The Drug Enforcement Administration wasted more than $850,000 by paying an Amtrak employee for work as a confidential source when the federal employee was already obligated to share information with law enforcement, according to a report released Thursday by the Justice Department’s office of the inspector general.

Over the course of 20 years, the DEA made payments to the Amtrak employee in exchange for acting as a source and providing information to the agency. The arrangement netted the employee $854,460 as of January 2014 but was a “violation of federal regulations relating to the use of government property.”

According to the inspector general’s investigative summary, which does not go into detail about the arrangement or identify the employee involved, the Amtrak Police Department and the DEA participate in a joint task force that works to interdict passengers trafficking contraband on Amtrak trains.

Thus, the information provided through the confidential source should have all been available to the DEA at no cost. An arrangement allowing the employee to collect payments was “thereby wasting substantial government funds,” the report states.

As the inspector general’s office investigated this case, it also discovered a second arrangement between the DEA and an Amtrak employee in which the employee collected $9,701 in exchange for providing information as a confidential source. The inspector general’s report notes that documents registering that Amtrak employee as a confidential source did not contain information identifying the source as an Amtrak employee.

The office provided the reports to the DEA “for appropriate action,” but the investigative summaries do not indicate if any DEA employees were disciplined as a result.

DEA spokesman Michael Shavers said the DEA agreed with the findings of the OIG investigation and is currently working with the Justice Department to revise policies and procedures to bring them in line with the Attorney General’s guidelines.
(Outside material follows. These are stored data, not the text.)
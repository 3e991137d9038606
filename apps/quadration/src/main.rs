//! # Quadration
//!
//! The command-line driver for the deterministic Spread Engine.
//!
//! ## Architecture
//!
//! ```text
//! ┌───────────────────────────────────────────────────┐
//! │              apps/quadration (THE BINARY)         │
//! │                                                   │
//! │  ┌─────────────┐  ┌─────────────┐  ┌───────────┐  │
//! │  │   CLI       │  │   Config    │  │  Batch    │  │
//! │  │  (clap)     │  │ (toml, env) │  │ json/csv  │  │
//! │  └──────┬──────┘  └──────┬──────┘  └─────┬─────┘  │
//! │         └────────────────┼───────────────┘        │
//! │                          ▼                        │
//! │                ┌──────────────────┐               │
//! │                │ quadration-core  │               │
//! │                │   (THE ENGINE)   │               │
//! │                └──────────────────┘               │
//! └───────────────────────────────────────────────────┘
//! ```
//!
//! ## Usage
//!
//! ```bash
//! quadration reading --name Cassidy --birth 1991-02-17 --target 2026-02
//! quadration batch -f subscribers.csv -t csv -o readings.json
//! quadration layout --year 36
//! quadration chain --card 8D --year 36
//! ```

use clap::Parser;
use quadration::cli;
use tracing_subscriber::{layer::SubscriberExt, util::SubscriberInitExt};

// =============================================================================
// APPLICATION ENTRY POINT
// =============================================================================

fn main() {
    let cli = cli::Cli::parse();

    // QUADRATION_LOG_FORMAT=json enables machine-parseable output.
    let log_format = std::env::var("QUADRATION_LOG_FORMAT").unwrap_or_else(|_| "text".to_string());

    let default_filter = if cli.verbose {
        "quadration=debug,quadration_core=debug"
    } else {
        "quadration=info"
    };
    let filter = tracing_subscriber::EnvFilter::try_from_default_env()
        .unwrap_or_else(|_| default_filter.into());

    // Logs go to stderr; stdout carries command output.
    match log_format.as_str() {
        "json" => {
            tracing_subscriber::registry()
                .with(filter)
                .with(
                    tracing_subscriber::fmt::layer()
                        .json()
                        .with_writer(std::io::stderr),
                )
                .init();
        }
        _ => {
            tracing_subscriber::registry()
                .with(filter)
                .with(tracing_subscriber::fmt::layer().with_writer(std::io::stderr))
                .init();
        }
    }

    if !cli.quiet && !cli.json_mode {
        print_banner();
    }

    if let Err(e) = cli::execute(cli) {
        tracing::error!("Error: {}", e);
        std::process::exit(1);
    }
}

/// Print the Quadration startup banner.
fn print_banner() {
    println!(
        r#"
  ♥ ♣ ♦ ♠  QUADRATION v{}

  Birth Card • Spread Year • Period
"#,
        env!("CARGO_PKG_VERSION")
    );
}
//! # Spread Generator
//!
//! Applies the quadration permutation `N` times to the base ordering.
//!
//! Every application builds a brand-new array; the reference spread and any
//! target spread computed in the same request never alias.

use crate::Card;
use crate::primitives::{BASE_ORDERING, CARD_COUNT, PERMUTATION};

/// A flat 52-card arrangement for one spread year.
#[derive(Debug, Clone, Copy, PartialEq, Eq, Hash)]
pub struct Spread {
    year: u32,
    cards: [Card; CARD_COUNT],
}

impl Spread {
    /// The year-zero life spread (the base ordering).
    #[must_use]
    pub const fn base() -> Self {
        Self {
            year: 0,
            cards: BASE_ORDERING,
        }
    }

    /// Generate the spread for year `n` by applying the permutation `n` times.
    #[must_use]
    pub fn generate(n: u32) -> Self {
        let mut spread = Self::base();
        for _ in 0..n {
            spread = spread.quadrate();
        }
        tracing::trace!(year = n, "spread generated");
        spread
    }

    /// Apply the permutation once, returning the next year's spread.
    #[must_use]
    pub fn quadrate(&self) -> Self {
        let cards = std::array::from_fn(|i| self.cards[PERMUTATION[i]]);
        Self {
            year: self.year.saturating_add(1),
            cards,
        }
    }

    /// Number of permutation applications this spread represents.
    #[must_use]
    pub const fn year(&self) -> u32 {
        self.year
    }

    /// The flat card sequence.
    #[must_use]
    pub const fn cards(&self) -> &[Card; CARD_COUNT] {
        &self.cards
    }
}

impl Default for Spread {
    fn default() -> Self {
        Self::base()
    }
}

// =============================================================================
// TESTS
// =============================================================================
In a second investigative summary released Thursday, the inspector general’s office also determined that the DEA had violated its own policy by registering a Transportation Security Administration security screener as a confidential informant.

The TSA employee was ultimately not paid any money for work as a confidential source because the employee did not provide any “actionable information” to the DEA.
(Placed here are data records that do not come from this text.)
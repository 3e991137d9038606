//! # Quadration CLI Module
//!
//! ## Available Commands
//!
//! - `reading` - Compute one subscriber's reading
//! - `batch` - Compute readings for a JSON or CSV subscriber file
//! - `birth-card` - Resolve a birth card from month and day
//! - `layout` - Print a spread year's grid and crown
//! - `chain` - Print the chain walk from a card

mod commands;

use crate::config::AppConfig;
use clap::{Parser, Subcommand};
use quadration_core::SpreadError;
use std::path::PathBuf;

pub use commands::*;

// =============================================================================
// CLI STRUCTURE
// =============================================================================

/// Quadration - deterministic card spread readings
///
/// Derives a birth card, quadrates the life spread for the subscriber's
/// spread year and reports the active period and year-long cards.
#[derive(Parser, Debug)]
#[command(name = "quadration")]
#[command(version, about, long_about = None)]
pub struct Cli {
    /// Enable verbose output (debug logging)
    #[arg(short, long, global = true)]
    pub verbose: bool,

    /// Suppress banner output
    #[arg(short, long, global = true)]
    pub quiet: bool,

    /// Output in JSON format (for programmatic access)
    #[arg(long, global = true)]
    pub json_mode: bool,

    /// Path to a TOML config file (default: ./quadration.toml if present)
    #[arg(short = 'C', long, global = true)]
    pub config: Option<PathBuf>,

    /// Subcommand to execute
    #[command(subcommand)]
    pub command: Option<Commands>,
}

/// Available CLI commands.
#[derive(Subcommand, Debug)]
pub enum Commands {
    /// Compute one reading
    Reading {
        /// Subscriber first name
        #[arg(short, long)]
        name: String,

        /// Birth date (YYYY-MM-DD)
        #[arg(short, long)]
        birth: String,

        /// Target month (YYYY-MM) or date (YYYY-MM-DD)
        #[arg(short, long)]
        target: Option<String>,
    },

    /// Compute readings for every record in a file
    Batch {
        /// Path to the subscriber file
        #[arg(short, long)]
        file: PathBuf,

        /// Input format (json, csv)
        #[arg(short = 't', long, default_value = "json")]
        format: String,

        /// Write the JSON results here instead of stdout
        #[arg(short, long)]
        output: Option<PathBuf>,
    },

    /// Resolve the birth card for a month and day
    BirthCard {
        #[arg(short, long)]
        month: u32,

        #[arg(short, long)]
        day: u32,
    },

    /// Print the layout of a spread year
    Layout {
        /// Spread year (0 is the life spread)
        #[arg(short, long, default_value = "0")]
        year: u32,
    },

    /// Print the chain walk from a card
    Chain {
        /// Anchor card, e.g. 8♦ or 8D
        #[arg(short, long)]
        card: String,

        /// Spread year; also the chain length
        #[arg(short, long)]
        year: u32,
    },
}

// =============================================================================
// COMMAND EXECUTION
// =============================================================================

/// Execute the CLI with parsed arguments.
pub fn execute(cli: Cli) -> Result<(), SpreadError> {
    let config = AppConfig::load(cli.config.as_deref())?;
    let json_mode = cli.json_mode;

    match cli.command {
        Some(Commands::Reading {
            name,
            birth,
            target,
        }) => cmd_reading(&config, json_mode, &name, &birth, target),
        Some(Commands::Batch {
            file,
            format,
            output,
        }) => cmd_batch(&config, &file, &format, output.as_deref()),
        Some(Commands::BirthCard { month, day }) => cmd_birth_card(json_mode, month, day),
        Some(Commands::Layout { year }) => cmd_layout(json_mode, year),
        Some(Commands::Chain { card, year }) => cmd_chain(json_mode, &card, year),
        None => cmd_reading(
            &config,
            json_mode,
            SAMPLE_SUBSCRIBER,
            SAMPLE_BIRTH_DATE,
            None,
        ),
    }
}

// =============================================================================
// TESTS
// =============================================================================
Mr. Shavers said the DEA first identified the policy violation in April 2013 and that “the cooperating source in question was immediately deactivated.”

The inspector general’s report indicates that the TSA security screener had been asked to notify the DEA of any passengers carrying large sums of money in exchange for a reward based on any money seized, a violation of the DEA’s interdiction policies.

As in the Amtrak case, the inspector general’s office indicates that the case was reported to the DEA for action but does not specify what, if any, disciplinary action was taken.